(Exercise) Each line from the start of the records through the line containing "or provisioning fails" is to be transcribed exactly, and no other line is to be included.

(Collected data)

::::

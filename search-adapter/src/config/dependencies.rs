//! Dependency initialization and wiring for the search adapter.

use std::sync::Arc;
use tracing::info;

use crate::AppError;
use search_adapter_repository::{AdapterConfig, DocumentBackend, OpenSearchClient, SearchAdapter};

/// Container for all initialized dependencies.
pub struct Dependencies {
    /// The adapter, with its index provisioned.
    pub adapter: SearchAdapter,
}

impl Dependencies {
    /// Connect to the backend, verify it and provision the index.
    ///
    /// # Returns
    ///
    /// * `Ok(Dependencies)` - Initialized dependencies
    /// * `Err(AppError)` - If the backend is unreachable or provisioning fails
    pub async fn new(config: AdapterConfig) -> Result<Self, AppError> {
        info!(
            host = %config.host,
            index = %config.index.name,
            shards = config.index.number_of_shards,
            replicas = config.index.number_of_replicas,
            "Initializing dependencies"
        );

        let client = OpenSearchClient::from_config(&config)
            .map_err(|e| AppError::config(format!("Failed to create search client: {}", e)))?;

        // Verify the backend is reachable
        let healthy = client
            .health_check()
            .await
            .map_err(|e| AppError::config(format!("Search backend health check failed: {}", e)))?;

        if !healthy {
            return Err(AppError::config("Search cluster is unhealthy"));
        }

        info!("Search backend connection verified");

        let adapter = SearchAdapter::initialize(Arc::new(client), config).await?;

        Ok(Self { adapter })
    }
}
use std::path::PathBuf;

use anyhow::{Context, Result};
use clap::{Parser, Subcommand};
use serde_json::{json, Value};
use tracing::{error, info};
use tracing_subscriber::EnvFilter;

use search_adapter::{load_config, Dependencies};
use search_adapter_repository::SearchAdapter;
use search_adapter_shared::{Criteria, Record};

#[derive(Parser)]
#[command(name = "search-adapter")]
#[command(about = "Run ORM operations against an Elasticsearch-compatible index", long_about = None)]
struct Cli {
    #[command(subcommand)]
    command: Commands,

    /// JSON config file (environment variables are used without one)
    #[arg(long, global = true)]
    config: Option<PathBuf>,

    /// Emit logs as JSON
    #[arg(long, global = true)]
    json_logs: bool,
}

#[derive(Subcommand)]
enum Commands {
    /// Create the index or bring its settings and mappings up to date
    Provision,
    /// Fetch records matching the criteria
    Select {
        collection: String,
        #[arg(default_value = "{}")]
        criteria: String,
    },
    /// Fetch the raw backend response for the criteria
    Query {
        collection: String,
        #[arg(default_value = "{}")]
        criteria: String,
    },
    /// Count records matching the criteria
    Count {
        collection: String,
        #[arg(default_value = "{}")]
        criteria: String,
    },
    /// Insert a record keyed by its id
    Insert { collection: String, values: String },
    /// Update the record addressed by id
    Update {
        collection: String,
        criteria: String,
        values: String,
    },
    /// Delete the record addressed by where.id
    Destroy { collection: String, criteria: String },
}

#[tokio::main]
async fn main() {
    dotenv::dotenv().ok();

    let cli = Cli::parse();

    if let Err(e) = run(cli).await {
        error!("Command failed: {}", e);
        eprintln!("Error: {}", e);

        for cause in e.chain().skip(1) {
            eprintln!("  Caused by: {}", cause);
        }

        std::process::exit(1);
    }
}

async fn run(cli: Cli) -> Result<()> {
    let config = load_config(cli.config.as_deref()).context("Failed to load configuration")?;
    init_tracing(config.log.as_deref(), cli.json_logs);

    let Dependencies { adapter } = Dependencies::new(config).await?;
    let output = execute(&adapter, cli.command).await?;

    println!("{}", serde_json::to_string_pretty(&output)?);
    Ok(())
}

async fn execute(adapter: &SearchAdapter, command: Commands) -> Result<Value> {
    let output = match command {
        Commands::Provision => {
            info!(index = adapter.index_name(), "Index provisioned");
            json!({ "index": adapter.index_name(), "status": "ready" })
        }
        Commands::Select { collection, criteria } => adapter
            .select(&collection, &parse_criteria(&criteria)?)
            .await?
            .into_value(),
        Commands::Query { collection, criteria } => {
            adapter
                .query(&collection, &parse_criteria(&criteria)?)
                .await?
        }
        Commands::Count { collection, criteria } => {
            let count = adapter
                .count(&collection, &parse_criteria(&criteria)?)
                .await?;
            json!(count)
        }
        Commands::Insert { collection, values } => adapter
            .insert(&collection, parse_record(&values)?)
            .await?
            .into_value(),
        Commands::Update {
            collection,
            criteria,
            values,
        } => {
            let updated = adapter
                .update(&collection, &parse_criteria(&criteria)?, parse_record(&values)?)
                .await?;
            records_value(updated)
        }
        Commands::Destroy { collection, criteria } => {
            let destroyed = adapter
                .destroy(&collection, &parse_criteria(&criteria)?)
                .await?;
            records_value(destroyed)
        }
    };

    Ok(output)
}

fn init_tracing(configured: Option<&str>, json_logs: bool) {
    let filter = EnvFilter::try_from_default_env()
        .or_else(|_| EnvFilter::try_new(configured.unwrap_or("info")))
        .unwrap_or_else(|_| EnvFilter::new("info"));

    let builder = tracing_subscriber::fmt()
        .with_env_filter(filter)
        .with_writer(std::io::stderr);

    if json_logs {
        builder.json().init();
    } else {
        builder.init();
    }
}

fn parse_criteria(raw: &str) -> Result<Criteria> {
    serde_json::from_str(raw).with_context(|| format!("Invalid criteria JSON: {}", raw))
}

fn parse_record(raw: &str) -> Result<Record> {
    let value: Value =
        serde_json::from_str(raw).with_context(|| format!("Invalid values JSON: {}", raw))?;
    Record::try_from(value).context("Values must be a JSON object")
}

fn records_value(records: Vec<Record>) -> Value {
    Value::Array(records.into_iter().map(Record::into_value).collect())
}
//! OpenSearch implementation of the search backend.
//!
//! This module provides a concrete implementation of the backend interfaces
//! using OpenSearch (and Elasticsearch 7, which shares the REST surface), plus
//! the request bodies and response mapping for that wire format.

mod client;
pub mod index_config;
pub mod queries;
pub mod responses;

pub use client::OpenSearchClient;
pub use queries::{
    build_count_body, build_query, build_search_request, build_upsert_body, document_id,
    MODEL_FIELD,
};
pub use responses::{map_count_response, map_get_response, map_search_response};
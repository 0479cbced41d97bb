//! # Search Adapter
//!
//! Main library for the ORM search adapter binary.
//!
//! This crate provides configuration loading and dependency wiring for
//! running adapter operations from the command line.

pub mod config;

pub use config::{load_config, Dependencies};

use thiserror::Error;

use search_adapter_repository::ProvisioningError;

/// Errors that can occur during adapter initialization or execution.
#[derive(Error, Debug)]
pub enum AppError {
    /// Configuration error.
    #[error("Configuration error: {0}")]
    ConfigError(String),

    /// Index provisioning error.
    #[error("Provisioning error: {0}")]
    ProvisioningError(#[from] ProvisioningError),

    /// IO error.
    #[error("IO error: {0}")]
    IoError(#[from] std::io::Error),
}

impl AppError {
    /// Create a configuration error.
    pub fn config(msg: impl Into<String>) -> Self {
        Self::ConfigError(msg.into())
    }
}
//! Error types for the search adapter repository.

mod adapter_error;
mod backend_error;
mod provisioning_error;

pub use adapter_error::AdapterError;
pub use backend_error::BackendError;
pub use provisioning_error::{ProvisionStep, ProvisioningError};
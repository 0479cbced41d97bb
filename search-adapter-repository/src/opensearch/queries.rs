//! Query builders.
//!
//! This module translates ORM criteria into Elasticsearch/OpenSearch request
//! bodies. Translation is pure: the same criteria always yield the same body.
//!
//! Every collection shares the one configured index. Documents are stored
//! under a collection-prefixed id with the collection name in `model`, and
//! searches and counts are filtered on that field.

use serde_json::{json, Map, Value};

use search_adapter_shared::{Criteria, DocumentId, Predicate, Record, SortClause, SCRIPT_SORT_KEY};

use crate::types::SearchRequest;

/// Field holding the name of the collection a document belongs to.
pub const MODEL_FIELD: &str = "model";

/// Build a search body from ORM criteria.
///
/// The query builder handles:
/// - `where.id` point lookups, which ignore sort and paging entirely
/// - flat equality predicates as `match` clauses that must all hold
/// - `or` predicates as `match` clauses of which one must hold
/// - `limit`/`skip` as `size`/`from` (zero is treated as unset)
/// - field and `_script` sorts, in caller order
pub fn build_query(criteria: &Criteria) -> Value {
    if let Some(id) = criteria.point_lookup() {
        return build_id_query(id);
    }

    let mut body = Map::new();
    body.insert(
        "query".to_string(),
        build_predicate_query(criteria.predicate.as_ref()),
    );

    if let Some(limit) = criteria.limit {
        body.insert("size".to_string(), json!(limit));
    }
    if let Some(skip) = criteria.skip {
        body.insert("from".to_string(), json!(skip));
    }
    if !criteria.sort.is_empty() {
        body.insert("sort".to_string(), build_sort(&criteria.sort));
    }

    Value::Object(body)
}

/// Build a search request against the given index, restricted to one
/// collection.
pub fn build_search_request(index: &str, collection: &str, criteria: &Criteria) -> SearchRequest {
    let mut body = build_query(criteria);
    let query = body["query"].take();
    body["query"] = scope_to_collection(query, collection);

    SearchRequest {
        index: index.to_string(),
        body,
    }
}

/// Build a count body: the collection-scoped query clause only.
///
/// The count endpoint rejects `size`, `from` and `sort`.
pub fn build_count_body(collection: &str, criteria: &Criteria) -> Value {
    let query = build_query(criteria)
        .get("query")
        .cloned()
        .unwrap_or_else(match_all);

    json!({ "query": scope_to_collection(query, collection) })
}

/// Build the upsert body for a record of the given collection.
///
/// Inserts and updates send the same shape: the record tagged with its
/// collection, created when the id is new.
pub fn build_upsert_body(collection: &str, record: &Record) -> Value {
    let mut doc = record.clone();
    doc.insert(MODEL_FIELD, Value::from(collection));

    json!({
        "doc": doc,
        "doc_as_upsert": true
    })
}

/// Generate the backend document id for a record id within a collection.
///
/// Uses format: `{collection}:{id}` so equal ids in different collections
/// address different documents.
pub fn document_id(collection: &str, id: &DocumentId) -> DocumentId {
    DocumentId::new(format!("{}:{}", collection, id.as_str()))
}

fn scope_to_collection(query: Value, collection: &str) -> Value {
    json!({
        "bool": {
            "must": [query],
            "filter": [{ "term": { MODEL_FIELD: collection } }]
        }
    })
}

/// Build a query for a direct id lookup.
fn build_id_query(id: &DocumentId) -> Value {
    json!({
        "query": {
            "ids": { "values": [id.as_str()] }
        }
    })
}

fn build_predicate_query(predicate: Option<&Predicate>) -> Value {
    match predicate {
        None => match_all(),
        Some(Predicate::Id(id)) => build_id_query(id)["query"].clone(),
        Some(Predicate::Fields(fields)) if fields.is_empty() => match_all(),
        Some(Predicate::Fields(fields)) => build_fields_query(fields),
        Some(Predicate::Or(clauses)) => build_or_query(clauses),
    }
}

/// Every listed field must match its value.
fn build_fields_query(fields: &Map<String, Value>) -> Value {
    let must: Vec<Value> = fields
        .iter()
        .map(|(field, value)| match_clause(field, value))
        .collect();

    json!({ "bool": { "must": must } })
}

/// At least one of the `or` elements must match.
///
/// Each element contributes its first key/value pair only; further keys are
/// dropped and empty elements contribute nothing.
fn build_or_query(clauses: &[Map<String, Value>]) -> Value {
    let should: Vec<Value> = clauses
        .iter()
        .filter_map(|clause| clause.iter().next())
        .map(|(field, value)| match_clause(field, value))
        .collect();

    json!({
        "bool": {
            "should": should,
            "minimum_should_match": 1
        }
    })
}

fn build_sort(sort: &[SortClause]) -> Value {
    let clauses: Vec<Value> = sort
        .iter()
        .map(|clause| match clause {
            SortClause::Script(script) => json!({ SCRIPT_SORT_KEY: script }),
            SortClause::Field { field, direction } => {
                json!({ field.as_str(): { "order": direction.as_str() } })
            }
        })
        .collect();

    Value::Array(clauses)
}

fn match_clause(field: &str, value: &Value) -> Value {
    json!({ "match": { field: value } })
}

fn match_all() -> Value {
    json!({ "match_all": {} })
}
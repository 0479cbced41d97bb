//! Response mapping.
//!
//! Normalizes the backend's get, search and count responses into records
//! and counts. Missing structure is reported as a malformed response rather
//! than papered over.

use serde_json::Value;

use search_adapter_shared::{DocumentId, Record, ID_FIELD};

use crate::errors::{AdapterError, BackendError};

/// Map a single-document get response to a record.
///
/// When `_source` carries no `id`, the document `_id` is copied in so the
/// record stays addressable.
pub fn map_get_response(response: Value) -> Result<Record, AdapterError> {
    if response.get("found").and_then(Value::as_bool) == Some(false) {
        let id = response
            .get("_id")
            .and_then(Value::as_str)
            .unwrap_or_default();
        return Err(BackendError::not_found(id).into());
    }

    let doc_id = response.get("_id").cloned();
    let mut record = source_record(&response)
        .ok_or_else(|| AdapterError::malformed("get response has no _source object"))?;

    if record.get(ID_FIELD).is_none() {
        if let Some(doc_id) = doc_id {
            record.insert(ID_FIELD, doc_id);
        }
    }

    Ok(record)
}

/// Map a search response to records in hit order.
///
/// Hits are annotated with `_score` when `include_score` is set and the
/// backend scored them (scores are `null` when sorting on a field).
pub fn map_search_response(
    response: &Value,
    include_score: bool,
) -> Result<Vec<Record>, AdapterError> {
    let hits = response
        .get("hits")
        .and_then(|hits| hits.get("hits"))
        .and_then(Value::as_array)
        .ok_or_else(|| AdapterError::malformed("search response has no hits.hits list"))?;

    hits.iter()
        .map(|hit| parse_hit(hit, include_score))
        .collect::<Option<Vec<_>>>()
        .ok_or_else(|| AdapterError::malformed("search hit has no _source object"))
}

/// Map a count response to the number of matching documents.
pub fn map_count_response(response: &Value) -> Result<u64, AdapterError> {
    response
        .get("count")
        .and_then(Value::as_u64)
        .ok_or_else(|| AdapterError::malformed("count response has no count"))
}

/// Parse a single search hit into a record.
pub(crate) fn parse_hit(hit: &Value, include_score: bool) -> Option<Record> {
    let mut record = source_record(hit)?;

    if include_score {
        if let Some(score) = hit.get("_score").and_then(Value::as_f64) {
            record.set_score(score);
        }
    }

    if record.get(ID_FIELD).is_none() {
        if let Some(doc_id) = hit.get("_id").and_then(Value::as_str) {
            record.insert(ID_FIELD, DocumentId::new(doc_id).to_value());
        }
    }

    Some(record)
}

fn source_record(document: &Value) -> Option<Record> {
    document
        .get("_source")
        .and_then(Value::as_object)
        .cloned()
        .map(Record::from)
}
//! Index provisioning.
//!
//! Runs once per adapter lifetime, before any document operation:
//!
//! - index absent: create it with shards, replicas, analysis and mappings
//! - index present: close it, apply analysis settings, apply each type's
//!   mapping, reopen it
//!
//! The update path is not transactional. A failure after the close leaves
//! the index closed; nothing is rolled back and the caller has to repair the
//! index before serving traffic.

use std::sync::Arc;

use tracing::{debug, error, info, instrument, warn};

use crate::config::IndexSettings;
use crate::errors::{ProvisionStep, ProvisioningError};
use crate::interfaces::IndexAdministration;
use crate::opensearch::index_config::{analysis_settings_body, create_index_body};
use crate::types::ProvisionOutcome;

/// Ensures the configured index exists with current settings and mappings.
pub struct IndexProvisioner {
    admin: Arc<dyn IndexAdministration>,
    settings: IndexSettings,
}

impl IndexProvisioner {
    /// Create a provisioner for the given index settings.
    pub fn new(admin: Arc<dyn IndexAdministration>, settings: IndexSettings) -> Self {
        Self { admin, settings }
    }

    /// Name of the provisioned index.
    pub fn index_name(&self) -> &str {
        &self.settings.name
    }

    /// Create the index, or bring an existing one up to date.
    ///
    /// # Returns
    ///
    /// * `Ok(ProvisionOutcome::Created)` - The index did not exist and was created
    /// * `Ok(ProvisionOutcome::Updated)` - The index existed and was reconfigured
    /// * `Err(ProvisioningError)` - A step failed; see `index_left_closed`
    #[instrument(skip(self), fields(index = %self.settings.name))]
    pub async fn ensure_index(&self) -> Result<ProvisionOutcome, ProvisioningError> {
        let index = self.settings.name.as_str();

        let exists = self
            .admin
            .index_exists(index)
            .await
            .map_err(|e| ProvisioningError::step(index, ProvisionStep::ExistsCheck, e))?;

        if !exists {
            self.create().await?;
            return Ok(ProvisionOutcome::Created);
        }

        if let Err(e) = self.update_existing().await {
            if e.index_left_closed() {
                warn!(
                    index,
                    error = %e,
                    "Index update failed after close; index may remain closed"
                );
            } else {
                error!(index, error = %e, "Index update failed");
            }
            return Err(e);
        }

        Ok(ProvisionOutcome::Updated)
    }

    async fn create(&self) -> Result<(), ProvisioningError> {
        let index = self.settings.name.as_str();
        info!(
            index,
            shards = self.settings.number_of_shards,
            replicas = self.settings.number_of_replicas,
            "Creating index"
        );

        self.admin
            .create_index(index, create_index_body(&self.settings))
            .await
            .map_err(|e| {
                error!(index, error = %e, "Index creation failed");
                ProvisioningError::step(index, ProvisionStep::Create, e)
            })
    }

    async fn update_existing(&self) -> Result<(), ProvisioningError> {
        let index = self.settings.name.as_str();
        info!(index, "Index exists; updating settings and mappings");

        self.admin
            .close_index(index)
            .await
            .map_err(|e| ProvisioningError::step(index, ProvisionStep::Close, e))?;

        match analysis_settings_body(&self.settings) {
            Some(body) => self
                .admin
                .put_settings(index, body)
                .await
                .map_err(|e| ProvisioningError::step(index, ProvisionStep::PutSettings, e))?,
            None => debug!(index, "No analysis configured; skipping settings update"),
        }

        for (type_name, mapping) in &self.settings.mappings {
            self.admin
                .put_mapping(index, type_name, mapping.clone())
                .await
                .map_err(|e| ProvisioningError::mapping(index, type_name.as_str(), e))?;
        }

        self.admin
            .open_index(index)
            .await
            .map_err(|e| ProvisioningError::step(index, ProvisionStep::Open, e))?;

        info!(index, types = self.settings.mappings.len(), "Index reopened");
        Ok(())
    }
}

#[cfg(test)]
mod tests {
    use super::*;
    use crate::testing::{AdminCall, MockBackend};
    use serde_json::json;

    fn settings() -> IndexSettings {
        IndexSettings::new("orm")
            .with_analysis(json!({ "analyzer": { "folding": { "tokenizer": "standard" } } }))
            .with_mapping("user", json!({ "properties": { "name": { "type": "text" } } }))
            .with_mapping("pet", json!({ "properties": { "kind": { "type": "keyword" } } }))
    }

    #[tokio::test]
    async fn test_creates_missing_index() {
        let backend = Arc::new(MockBackend::new());
        let provisioner = IndexProvisioner::new(backend.clone(), settings());

        let outcome = provisioner.ensure_index().await.unwrap();

        assert_eq!(outcome, ProvisionOutcome::Created);
        let calls = backend.admin_calls().await;
        assert_eq!(calls.len(), 2);
        assert_eq!(calls[0], AdminCall::Exists("orm".to_string()));
        match &calls[1] {
            AdminCall::Create(index, body) => {
                assert_eq!(index, "orm");
                assert_eq!(body["settings"]["number_of_shards"], 2);
                assert_eq!(body["settings"]["number_of_replicas"], 1);
                assert!(body["settings"]["analysis"].is_object());
                assert!(body["mappings"]["properties"]["name"].is_object());
                assert!(body["mappings"]["properties"]["kind"].is_object());
            }
            other => panic!("expected create call, got {:?}", other),
        }
        assert!(backend.index_is_open("orm").await);
    }

    #[tokio::test]
    async fn test_updates_existing_index_in_order() {
        let backend = Arc::new(MockBackend::new().with_index("orm"));
        let provisioner = IndexProvisioner::new(backend.clone(), settings());

        let outcome = provisioner.ensure_index().await.unwrap();

        assert_eq!(outcome, ProvisionOutcome::Updated);
        let calls = backend.admin_calls().await;
        let names: Vec<&str> = calls.iter().map(AdminCall::name).collect();
        assert_eq!(
            names,
            vec!["exists", "close", "put_settings", "put_mapping", "put_mapping", "open"]
        );
        assert_eq!(
            calls[3],
            AdminCall::PutMapping(
                "orm".to_string(),
                "user".to_string(),
                json!({ "properties": { "name": { "type": "text" } } })
            )
        );
        assert!(matches!(&calls[4], AdminCall::PutMapping(_, type_name, _) if type_name == "pet"));
        assert!(backend.index_is_open("orm").await);
    }

    #[tokio::test]
    async fn test_update_without_analysis_skips_settings() {
        let backend = Arc::new(MockBackend::new().with_index("orm"));
        let provisioner = IndexProvisioner::new(backend.clone(), IndexSettings::new("orm"));

        provisioner.ensure_index().await.unwrap();

        let calls = backend.admin_calls().await;
        let names: Vec<&str> = calls.iter().map(AdminCall::name).collect();
        assert_eq!(names, vec!["exists", "close", "open"]);
    }

    #[tokio::test]
    async fn test_mapping_failure_leaves_index_closed() {
        let backend = Arc::new(
            MockBackend::new()
                .with_index("orm")
                .failing_admin("put_mapping"),
        );
        let provisioner = IndexProvisioner::new(backend.clone(), settings());

        let err = provisioner.ensure_index().await.unwrap_err();

        assert_eq!(err.failed_step(), ProvisionStep::PutMapping);
        assert!(err.index_left_closed());
        assert!(matches!(
            &err,
            ProvisioningError::MappingFailed { type_name, .. } if type_name == "user"
        ));
        assert!(!backend.index_is_open("orm").await);

        let calls = backend.admin_calls().await;
        assert!(!calls.iter().any(|call| call.name() == "open"));
    }

    #[tokio::test]
    async fn test_create_failure_is_fatal() {
        let backend = Arc::new(MockBackend::new().failing_admin("create"));
        let provisioner = IndexProvisioner::new(backend, settings());

        let err = provisioner.ensure_index().await.unwrap_err();

        assert_eq!(err.failed_step(), ProvisionStep::Create);
        assert!(!err.index_left_closed());
    }

    #[tokio::test]
    async fn test_exists_check_failure() {
        let backend = Arc::new(MockBackend::new().failing_admin("exists"));
        let provisioner = IndexProvisioner::new(backend.clone(), settings());

        let err = provisioner.ensure_index().await.unwrap_err();

        assert_eq!(err.failed_step(), ProvisionStep::ExistsCheck);
        assert_eq!(backend.admin_calls().await.len(), 1);
    }

    #[tokio::test]
    async fn test_reprovisioning_is_idempotent_at_exists_check() {
        let backend = Arc::new(MockBackend::new());
        let provisioner = IndexProvisioner::new(backend.clone(), settings());

        assert_eq!(provisioner.ensure_index().await.unwrap(), ProvisionOutcome::Created);
        assert_eq!(provisioner.ensure_index().await.unwrap(), ProvisionOutcome::Updated);
        assert_eq!(provisioner.index_name(), "orm");
    }
}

::::

(Your response)
filename search-adapter/src/config/dependencies.rs
//! Dependency initialization and wiring for the search adapter.

use std::sync::Arc;
use tracing::info;

use crate::AppError;
use search_adapter_repository::{AdapterConfig, DocumentBackend, OpenSearchClient, SearchAdapter};

/// Container for all initialized dependencies.
pub struct Dependencies {
    /// The adapter, with its index provisioned.
    pub adapter: SearchAdapter,
}

impl Dependencies {
    /// Connect to the backend, verify it and provision the index.
    ///
    /// # Returns
    ///
    /// * `Ok(Dependencies)` - Initialized dependencies
    /// * `Err(AppError)` - If the backend is unreachable or provisioning fails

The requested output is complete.